Sustainability Tour wraps up

Young anthurium plant production at Anthura.

What a week it has been.  The Sustainability Tour ended on Friday with visits to two premier horticulture producers, Anthura and Koppert Cress.  Anthura is a leading breeding and young plant producer of bromeliads and phalaenopsis orchids.  Their new 30-acre semi-closed greenhouses have sustainable greenhouse production practices in place including complete recirculation of water and nutrients; use of retractable energy curtains; a tremendous amount of automation and thus, low labor costs (only 3 growers for the 30 acres of growing space); and CHP engines.

At Anthura, we learned about Plantum NL, which is one of the four major grower organizations in the Netherlands.  Plantum has 16 staff, serve 420 member companies, and focuses on breeding and development of young plants. 

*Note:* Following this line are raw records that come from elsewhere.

impl Executor {
    /// # Errors
    /// Propagates a dispatcher construction failure (invalid proxy URL, TLS
    /// backend init failure).
    pub fn new(options: ExecutorOptions) -> Result<Self, Error> {
        Self::with_hooks(options, Arc::new(NoopHook), Arc::new(NoopHook))
    }

    /// # Errors
    /// Same as [`Executor::new`].
    pub fn with_hooks(
        mut options: ExecutorOptions,
        pre_hook: Arc<dyn PreRequestHook>,
        test_hook: Arc<dyn TestHook>,
    ) -> Result<Self, Error> {
        options.max_parallelism = options.max_parallelism.clamp(1, MAX_PARALLELISM_CAP);
        let dispatch_options = DispatchOptions {
            timeout: Duration::from_millis(options.timeout_ms),
            follow_redirects: options.follow_redirects,
            max_redirects: options.max_redirects,
            verify_tls: options.verify_tls,
            proxy: None,
        };
        let dispatcher = HttpDispatcher::new(&dispatch_options)?;
        let policy = if options.strict_variables {
            UndefinedPolicy::Strict
        } else {
            UndefinedPolicy::Lenient
        };
        Ok(Self {
            options,
            dispatcher,
            resolver: VariableResolver::new(policy),
            pre_hook,
            test_hook,
            cancel: CancellationToken::new(),
            secret_ctx: None,
        })
    }

    /// Supplies the resolved secret values (from `config::ConfigManager::resolve_secrets`)
    /// used to redact request/response logging for this run.
    #[must_use]
    pub fn with_secret_context(mut self, secret_ctx: crate::logging::SecretContext) -> Self {
        self.secret_ctx = Some(secret_ctx);
        self
    }

    /// Standalone template resolution exposed for callers (§6).
    ///
    /// # Errors
    /// `VariableResolutionError` per [`VariableResolver::resolve`].
    pub fn resolve(&self, template: &str, ctx: &ExecutionContext) -> Result<String, Error> {
        self.resolver.resolve(template, ctx).map(|(s, _)| s)
    }

    /// Signals cancellation to any in-flight or future dispatch under this
    /// executor.
    pub fn cancel(&self) {
        self.cancel.cancel();
    }

    /// Releases the dispatcher's connection pool. `reqwest::Client` closes
    /// idle connections on drop, so this is a no-op placeholder that exists
    /// to give callers an explicit disposal point (§6).
    pub fn dispose(self) {
        drop(self);
    }

    /// Executes a single request in isolation (operation 1, §4.G). Takes
    /// `ctx` by mutable reference so the pre-request and test hooks can seed
    /// or extract `runtime`-scope variables for later requests in the same
    /// sequential run to pick up (§6, §8 scenario 2).
    pub async fn execute_request(
        &self,
        request: &Request,
        ctx: &mut ExecutionContext,
        effective_auth: &ResolvedAuth<'_>,
        extensions: Option<&RequestExtensions>,
        request_ref: RequestRef,
    ) -> ExecutionResult {
        let started_at = Utc::now().to_rfc3339();
        let start = Instant::now();
        let mut diagnostics: Vec<String> = Vec::new();

        let (mut wire, prep_diag) = match prepare::prepare(request, &*ctx, extensions, &self.resolver, effective_auth) {
            Ok(v) => v,
            Err(e) => {
                return ExecutionResult::failure(request_ref, &e, start.elapsed().as_millis(), started_at, diagnostics);
            }
        };
        diagnostics.extend(prep_diag.undefined.into_iter().map(|name| format!("undefined variable: {name}")));

        if let Err(e) = self.pre_hook.run(request, &mut wire, ctx) {
            if self.options.strict_hooks {
                return ExecutionResult::failure(request_ref, &e, start.elapsed().as_millis(), started_at, diagnostics);
            }
            diagnostics.push(format!("pre-request hook: {e}"));
        }

        let response = match self
            .dispatcher
            .dispatch(&wire, self.secret_ctx.as_ref(), &self.cancel)
            .await
        {
            Ok(r) => r,
            Err(e) => {
                return ExecutionResult::failure(request_ref, &e, start.elapsed().as_millis(), started_at, diagnostics);
            }
        };

        if let Err(e) = self.test_hook.run(request, &response, ctx) {
            if self.options.strict_hooks {
                return ExecutionResult::failure(request_ref, &e, start.elapsed().as_millis(), started_at, diagnostics);
            }
            diagnostics.push(format!("test hook: {e}"));
        }

        ExecutionResult::success(request_ref, response, start.elapsed().as_millis(), started_at, diagnostics)
    }

    /// Executes every request under `folder_name`, found anywhere in the
    /// tree, with that folder as the traversal root (operation 2, §4.G).
    ///
    /// # Errors
    /// `NotFoundError` if no folder with that name exists.
    pub async fn execute_folder(
        &self,
        collection: &Collection,
        folder_name: &str,
        ctx: &mut ExecutionContext,
    ) -> Result<CollectionExecutionResult, Error> {
        let item = tree::find_by_name(collection, folder_name)?;
        let Item::Folder(folder) = item else {
            return Err(Error::not_found("folder", folder_name));
        };
        let mut ancestor_path = Vec::new();
        if !find_folder_ancestors(&collection.items, folder.id, &mut ancestor_path) {
            return Err(Error::not_found("folder", folder_name));
        }

        let start = Instant::now();
        let (results, stopped_early) = if self.options.parallel {
            self.run_parallel_subtree(collection, folder, &ancestor_path, ctx).await
        } else {
            let mut ancestors_path = ancestor_path;
            let mut folder_auths: Vec<Option<&Auth>> = resolve_folder_auths(collection, &ancestors_path);
            ctx.push_folder(&folder.variables);
            ancestors_path.push(TreeNodeRef::from(folder));
            folder_auths.push(folder.auth.as_ref());
            let (results, stopped_early) =
                self.run_sequential_items(&folder.items, collection.auth.as_ref(), ctx, &mut ancestors_path, &mut folder_auths)
                    .await;
            ctx.pop_folder();
            (results, stopped_early)
        };

        Ok(CollectionExecutionResult::from_results(
            results,
            start.elapsed().as_millis(),
            stopped_early,
        ))
    }

    /// Executes every request in the collection (operation 3, §4.G).
    pub async fn execute_collection(
        &self,
        collection: &Collection,
        ctx: &mut ExecutionContext,
    ) -> Result<CollectionExecutionResult, Error> {
        let start = Instant::now();
        let (results, stopped_early) = if self.options.parallel {
            self.run_parallel(collection, ctx).await
        } else {
            let mut ancestors_path = Vec::new();
            let mut folder_auths = Vec::new();
            self.run_sequential_items(
                &collection.items,
                collection.auth.as_ref(),
                ctx,
                &mut ancestors_path,
                &mut folder_auths,
            )
            .await
        };
        Ok(CollectionExecutionResult::from_results(
            results,
            start.elapsed().as_millis(),
            stopped_early,
        ))
    }

    /// Depth-first pre-order sequential walk over `items`, threading a single
    /// mutable `ctx` through every request so `runtime` writes chain forward
    /// (§4.G "Sequential semantics").
    async fn run_sequential_items<'a>(
        &self,
        items: &'a [Item],
        collection_auth: Option<&'a Auth>,
        ctx: &mut ExecutionContext,
        ancestors_path: &mut Vec<TreeNodeRef>,
        folder_auths: &mut Vec<Option<&'a Auth>>,
    ) -> (Vec<ExecutionResult>, bool) {
        struct Frame<'a> {
            iter: std::slice::Iter<'a, Item>,
        }

        let mut results = Vec::new();
        let mut stopped_early = false;
        let mut frames = vec![Frame { iter: items.iter() }];

        'walk: loop {
            let Some(frame) = frames.last_mut() else {
                break;
            };
            match frame.iter.next() {
                Some(Item::Request(request)) => {
                    let effective_auth =
                        auth::resolve_effective_auth(request, ancestors_path, collection_auth, folder_auths);
                    let request_ref = RequestRef {
                        id: request.id.to_string(),
                        name: request.name.clone(),
                        path: ancestors_path.iter().map(|n| n.name.clone()).collect(),
                    };
                    let result = self
                        .execute_request(request, ctx, &effective_auth, None, request_ref)
                        .await;
                    let failed = !result.success;
                    results.push(result);
                    if failed && self.options.stop_on_error {
                        stopped_early = true;
                        break 'walk;
                    }
                }
                Some(Item::Folder(folder)) => {
                    ctx.push_folder(&folder.variables);
                    ancestors_path.push(TreeNodeRef::from(folder));
                    folder_auths.push(folder.auth.as_ref());
                    frames.push(Frame { iter: folder.items.iter() });
                }
                None => {
                    frames.pop();
                    if !frames.is_empty() {
                        ctx.pop_folder();
                        ancestors_path.pop();
                        folder_auths.pop();
                    }
                }
            }
        }

        // Stopping early can leave folder scopes open partway down the tree
        // (the `None` arm above only unwinds on natural exhaustion); pop
        // whatever frames remain so `ctx`/`ancestors_path`/`folder_auths`
        // return to the depth they had on entry.
        while frames.len() > 1 {
            frames.pop();
            ctx.pop_folder();
            ancestors_path.pop();
            folder_auths.pop();
        }

        (results, stopped_early)
    }

    /// Parallel mode: flattens the whole tree into independent per-request
    /// work items up front, then runs up to `max_parallelism` concurrently
    /// (§4.G "Parallel semantics").
    async fn run_parallel(&self, collection: &Collection, ctx: &ExecutionContext) -> (Vec<ExecutionResult>, bool) {
        let flat = flatten(&collection.items);
        self.run_flat_parallel(flat, collection.auth.as_ref(), ctx).await
    }

    async fn run_parallel_subtree(
        &self,
        collection: &Collection,
        folder: &Folder,
        ancestor_path: &[TreeNodeRef],
        ctx: &ExecutionContext,
    ) -> (Vec<ExecutionResult>, bool) {
        let mut ancestors_path = ancestor_path.to_vec();
        let mut folder_auths = resolve_folder_auths(collection, &ancestors_path);
        ancestors_path.push(TreeNodeRef::from(folder));
        folder_auths.push(folder.auth.as_ref());

        let mut flat = Vec::new();
        flatten_into(
            &folder.items,
            &mut ancestors_path,
            &mut folder_auths,
            &mut vec![&folder.variables[..]],
            &mut flat,
        );
        self.run_flat_parallel(flat, collection.auth.as_ref(), ctx).await
    }

    async fn run_flat_parallel<'a>(
        &self,
        flat: Vec<FlatRequest<'a>>,
        collection_auth: Option<&'a Auth>,
        ctx: &ExecutionContext,
    ) -> (Vec<ExecutionResult>, bool) {
        let base = ctx.snapshot();
        let results = stream::iter(flat.into_iter())
            .map(|item| {
                let base = base.clone();
                let cancel = self.cancel.clone();
                async move {
                    if cancel.is_cancelled() {
                        return None;
                    }
                    let mut worker_ctx = base;
                    for &vars in &item.folder_vars {
                        worker_ctx.push_folder(vars);
                    }
                    let effective_auth = auth::resolve_effective_auth(
                        item.request,
                        &item.ancestors,
                        collection_auth,
                        &item.folder_auths,
                    );
                    let request_ref = RequestRef {
                        id: item.request.id.to_string(),
                        name: item.request.name.clone(),
                        path: item.ancestors.iter().map(|n| n.name.clone()).collect(),
                    };
                    let result = self
                        .execute_request(item.request, &mut worker_ctx, &effective_auth, None, request_ref)
                        .await;
                    Some(result)
                }
            })
            .buffer_unordered(self.options.max_parallelism);

        tokio::pin!(results);
        let mut out = Vec::new();
        let mut stopped_early = false;
        while let Some(maybe_result) = results.next().await {
            let Some(result) = maybe_result else {
                continue;
            };
            let failed = !result.success;
            out.push(result);
            if failed && self.options.stop_on_error && !self.cancel.is_cancelled() {
                self.cancel.cancel();
                stopped_early = true;
            }
        }
        (out, stopped_early)
    }
}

We tasted several of the Koppert Cress herbs, each one

served separately with narration from the company's
owner (below).

 Our next stop was Koppert Cress, a producer of distinctive herbs and micro vegetables that are used by top chefs throughout Europe.  We tasted about a dozen of the 40 products offered, each with distinctive tastes including ones that taste like oysters, licorice, sugar, garlic, sea salt, and wasabi.  My favorite was a single “Dushi Button”, where one tiny clover-like inflorescence tasted very minty sweet.  Most of the products are produced in just three weeks.  New greenhouses were being built with 26 foot gutters, LEDs from Lemnis, heated floors, etc. etc.  This company absolutely fascinated me.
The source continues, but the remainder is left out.